Shipbreaking
A long stretch of beach in Bangladesh is the final destination for the world's oil tankers.
Dismantling giant ocean-going tankers is the second-largest industry in Bangladesh and provides over 80 percent of the country’s iron. Every last piece of a ship is burnt, recycled or, if valuable (generators, engines, pumps, furniture, even lifeboats), resold in the many second-hand markets that crowd the highway beside the yards. One quarter of the world’s shipbreaking needs are managed here, within a twenty-kilometre stretch of beach just north of Chittagong. This is where the world’s ships go to die.
Many North Americans have become aware of this graveyard of iron and steel through the spectacular landscapes images of Canadian photographer Edward Burtynsky. This beach, however, is also a graveyard for the workers themselves.
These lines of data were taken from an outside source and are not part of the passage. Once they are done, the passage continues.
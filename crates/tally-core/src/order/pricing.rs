use rust_decimal::Decimal;

use super::model::Order;
use crate::error::{Result, TallyError};
use crate::menu::Menu;

/// Sums the menu price of every occurrence in `order`.
///
/// Items are not re-validated: an entry missing from the menu means the
/// caller built the order against a different menu, and fails with
/// [`TallyError::UnknownItem`]. A sum past [`Decimal::MAX`] fails with
/// [`TallyError::TotalOverflow`].
pub fn calculate_total(order: &Order, menu: &Menu) -> Result<Decimal> {
    order.items().iter().try_fold(Decimal::ZERO, |total, name| {
        let price = menu
            .price_of(name)
            .ok_or_else(|| TallyError::unknown_item(name.as_str()))?;
        total.checked_add(price).ok_or(TallyError::TotalOverflow)
    })
}
//! Menu domain model.

use std::collections::HashMap;
use std::fmt;

use rust_decimal::Decimal;

use crate::error::{Result, TallyError};

/// A normalized menu item name.
///
/// Every name that enters the system, whether read from the menu file or
/// typed at a prompt, goes through [`ItemName::normalize`], so lookups never
/// depend on how the user capitalized the input.
#[derive(Debug, Clone, PartialEq, Eq, Hash, PartialOrd, Ord)]
pub struct ItemName(String);

impl ItemName {
    /// Trims surrounding whitespace and title-cases the rest.
    ///
    /// A letter is uppercased when the character before it is not a letter,
    /// and lowercased otherwise.
    ///
    /// # Examples
    ///
    /// ```
    /// use tally_core::menu::ItemName;
    ///
    /// assert_eq!(ItemName::normalize("  french FRIES ").as_str(), "French Fries");
    /// assert_eq!(ItemName::normalize("end").as_str(), "End");
    /// ```
    pub fn normalize(raw: &str) -> Self {
        let trimmed = raw.trim();
        let mut normalized = String::with_capacity(trimmed.len());
        let mut previous_is_letter = false;

        for c in trimmed.chars() {
            if previous_is_letter {
                normalized.extend(c.to_lowercase());
            } else {
                normalized.extend(c.to_uppercase());
            }
            previous_is_letter = c.is_alphabetic();
        }

        Self(normalized)
    }

    pub fn as_str(&self) -> &str {
        &self.0
    }

    pub fn is_empty(&self) -> bool {
        self.0.is_empty()
    }
}

impl fmt::Display for ItemName {
    fn fmt(&self, f: &mut fmt::Formatter<'_>) -> fmt::Result {
        f.write_str(&self.0)
    }
}

impl AsRef<str> for ItemName {
    fn as_ref(&self) -> &str {
        &self.0
    }
}

/// Formats an amount as dollars with two decimals, e.g. `$25.85`.
pub fn format_price(amount: Decimal) -> String {
    format!("${:.2}", amount.round_dp(2))
}

/// A single purchasable item.
#[derive(Debug, Clone, PartialEq, Eq)]
pub struct MenuItem {
    pub name: ItemName,
    pub price: Decimal,
}

/// Reasons a single menu entry is refused.
#[derive(Debug, Clone, PartialEq, Eq)]
pub enum InvalidMenuEntry {
    BlankName,
    NegativePrice { name: ItemName, price: Decimal },
    Duplicate(ItemName),
}

impl fmt::Display for InvalidMenuEntry {
    fn fmt(&self, f: &mut fmt::Formatter<'_>) -> fmt::Result {
        match self {
            InvalidMenuEntry::BlankName => write!(f, "item name is blank"),
            InvalidMenuEntry::NegativePrice { name, price } => {
                write!(f, "price of '{}' is negative ({})", name, price)
            }
            InvalidMenuEntry::Duplicate(name) => write!(f, "item '{}' is listed twice", name),
        }
    }
}

impl std::error::Error for InvalidMenuEntry {}

/// Mapping from item name to unit price.
///
/// Items keep the order they were inserted in, which is the order the menu
/// is displayed in.
#[derive(Debug, Clone, Default)]
pub struct Menu {
    items: Vec<MenuItem>,
    index: HashMap<ItemName, usize>,
}

impl Menu {
    pub fn new() -> Self {
        Self::default()
    }

    /// Builds a menu from `(name, price)` pairs.
    ///
    /// Errors carry the 1-based position of the offending entry.
    pub fn from_entries<I, S>(entries: I) -> Result<Self>
    where
        I: IntoIterator<Item = (S, Decimal)>,
        S: AsRef<str>,
    {
        let mut menu = Self::new();
        for (position, (name, price)) in entries.into_iter().enumerate() {
            menu.insert(name.as_ref(), price)
                .map_err(|e| TallyError::menu_parse(position as u64 + 1, e.to_string()))?;
        }
        Ok(menu)
    }

    /// Normalizes `raw_name` and adds it with `price`.
    pub fn insert(
        &mut self,
        raw_name: &str,
        price: Decimal,
    ) -> std::result::Result<&MenuItem, InvalidMenuEntry> {
        let name = ItemName::normalize(raw_name);
        if name.is_empty() {
            return Err(InvalidMenuEntry::BlankName);
        }
        if price.is_sign_negative() && !price.is_zero() {
            return Err(InvalidMenuEntry::NegativePrice { name, price });
        }
        if self.index.contains_key(&name) {
            return Err(InvalidMenuEntry::Duplicate(name));
        }

        self.index.insert(name.clone(), self.items.len());
        self.items.push(MenuItem { name, price });
        Ok(&self.items[self.items.len() - 1])
    }

    /// Returns the price of an already-normalized name.
    pub fn price_of(&self, name: &ItemName) -> Option<Decimal> {
        self.index.get(name).map(|&i| self.items[i].price)
    }

    /// Normalizes `raw_name` and looks it up.
    pub fn lookup(&self, raw_name: &str) -> Option<&MenuItem> {
        let name = ItemName::normalize(raw_name);
        self.index.get(&name).map(|&i| &self.items[i])
    }

    pub fn contains(&self, name: &ItemName) -> bool {
        self.index.contains_key(name)
    }

    /// Items in display order.
    pub fn items(&self) -> impl Iterator<Item = &MenuItem> {
        self.items.iter()
    }

    pub fn len(&self) -> usize {
        self.items.len()
    }

    pub fn is_empty(&self) -> bool {
        self.items.is_empty()
    }
}
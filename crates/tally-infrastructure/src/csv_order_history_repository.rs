//! Append-only CSV order history.
//!
//! One row per confirmed order, no header:
//!
//! ```text
//! 482913,"2 Hamburgers, Pizza",$26.95
//! ```

use std::fs::{self, OpenOptions};
use std::path::PathBuf;

use tally_core::submission::{OrderHistoryRepository, OrderRecord};
use tally_core::{Result, TallyError};

pub struct CsvOrderHistoryRepository {
    path: PathBuf,
}

impl CsvOrderHistoryRepository {
    pub fn new(path: impl Into<PathBuf>) -> Self {
        Self { path: path.into() }
    }

    fn write_row(&self, record: &OrderRecord) -> std::result::Result<(), Box<dyn std::error::Error>> {
        // Ensure parent directory exists
        if let Some(parent) = self.path.parent() {
            if !parent.as_os_str().is_empty() && !parent.exists() {
                fs::create_dir_all(parent)?;
            }
        }

        let file = OpenOptions::new()
            .create(true)
            .append(true)
            .open(&self.path)?;

        let mut writer = csv::WriterBuilder::new()
            .has_headers(false)
            .terminator(csv::Terminator::CRLF)
            .from_writer(file);
        writer.write_record(record.to_row())?;
        writer.flush()?;
        Ok(())
    }
}

impl OrderHistoryRepository for CsvOrderHistoryRepository {
    fn append(&self, record: &OrderRecord) -> Result<()> {
        self.write_row(record)
            .map_err(|e| TallyError::history(format!("{}: {}", self.path.display(), e)))?;
        tracing::debug!("Appended order {} to {:?}", record.confirmation, self.path);
        Ok(())
    }
}
//! Order submission module.
//!
//! # Module Structure
//!
//! - `model`: confirmation numbers, history records and receipts
//! - `confirmation`: confirmation numbers from an injected random source
//! - `repository`: history log trait
//! - `submitter`: confirm and record an order

mod confirmation;
mod model;
mod repository;
mod submitter;

pub use confirmation::ConfirmationIssuer;
pub use model::{ConfirmationNumber, OrderRecord, Receipt};
pub use repository::OrderHistoryRepository;
pub use submitter::OrderSubmitter;
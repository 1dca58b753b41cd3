use std::path::PathBuf;

use serde::Deserialize;

pub const DEFAULT_MENU_FILE: &str = "menu.csv";
pub const DEFAULT_HISTORY_FILE: &str = "order_history.csv";
pub const DEFAULT_LOG_LEVEL: &str = "warn";

/// Runtime settings.
///
/// Every field is optional in the config file; missing ones keep their
/// defaults.
#[derive(Deserialize, Debug, Clone, PartialEq, Eq)]
#[serde(default, deny_unknown_fields)]
pub struct TallyConfig {
    /// CSV file with `Item` and `Price` columns
    pub menu_path: PathBuf,
    /// Append-only CSV log of confirmed orders
    pub history_path: PathBuf,
    /// `tracing` filter directive, e.g. `warn` or `tally_core=debug`
    pub log_level: String,
}

impl Default for TallyConfig {
    fn default() -> Self {
        Self {
            menu_path: PathBuf::from(DEFAULT_MENU_FILE),
            history_path: PathBuf::from(DEFAULT_HISTORY_FILE),
            log_level: DEFAULT_LOG_LEVEL.to_string(),
        }
    }
}

/// Values given on the command line; each one replaces the configured value.
#[derive(Debug, Clone, Default, PartialEq, Eq)]
pub struct ConfigOverrides {
    pub menu_path: Option<PathBuf>,
    pub history_path: Option<PathBuf>,
    pub log_level: Option<String>,
}

impl TallyConfig {
    pub fn with_overrides(mut self, overrides: ConfigOverrides) -> Self {
        if let Some(menu_path) = overrides.menu_path {
            self.menu_path = menu_path;
        }
        if let Some(history_path) = overrides.history_path {
            self.history_path = history_path;
        }
        if let Some(log_level) = overrides.log_level {
            self.log_level = log_level;
        }
        self
    }
}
Cutting apart ocean-weathered metal and handling heavy shards, the barefooted workers must negotiate sharp objects buried in the sand, hazardous toxic substances and improperly cleaned interiors. As if that weren’t dangerous enough, they work with blowtorches, steel cutters and other high-risk equipment without proper training.
Between twenty-five and thirty thousand people dismantle ships in Bangladesh every day—some of them children as young as ten years old. A dearth of workplace safety regulations have made on-site accidents, injuries and fatalities common; in the past twenty years, over four hundred workers have died and over six thousand have been seriously injured. Perhaps out of fear of losing its international competitive edge (and inhibiting the flow of cheap labour), the Bangladeshi government has never formally recognized the industry. Carefully, the workers work on.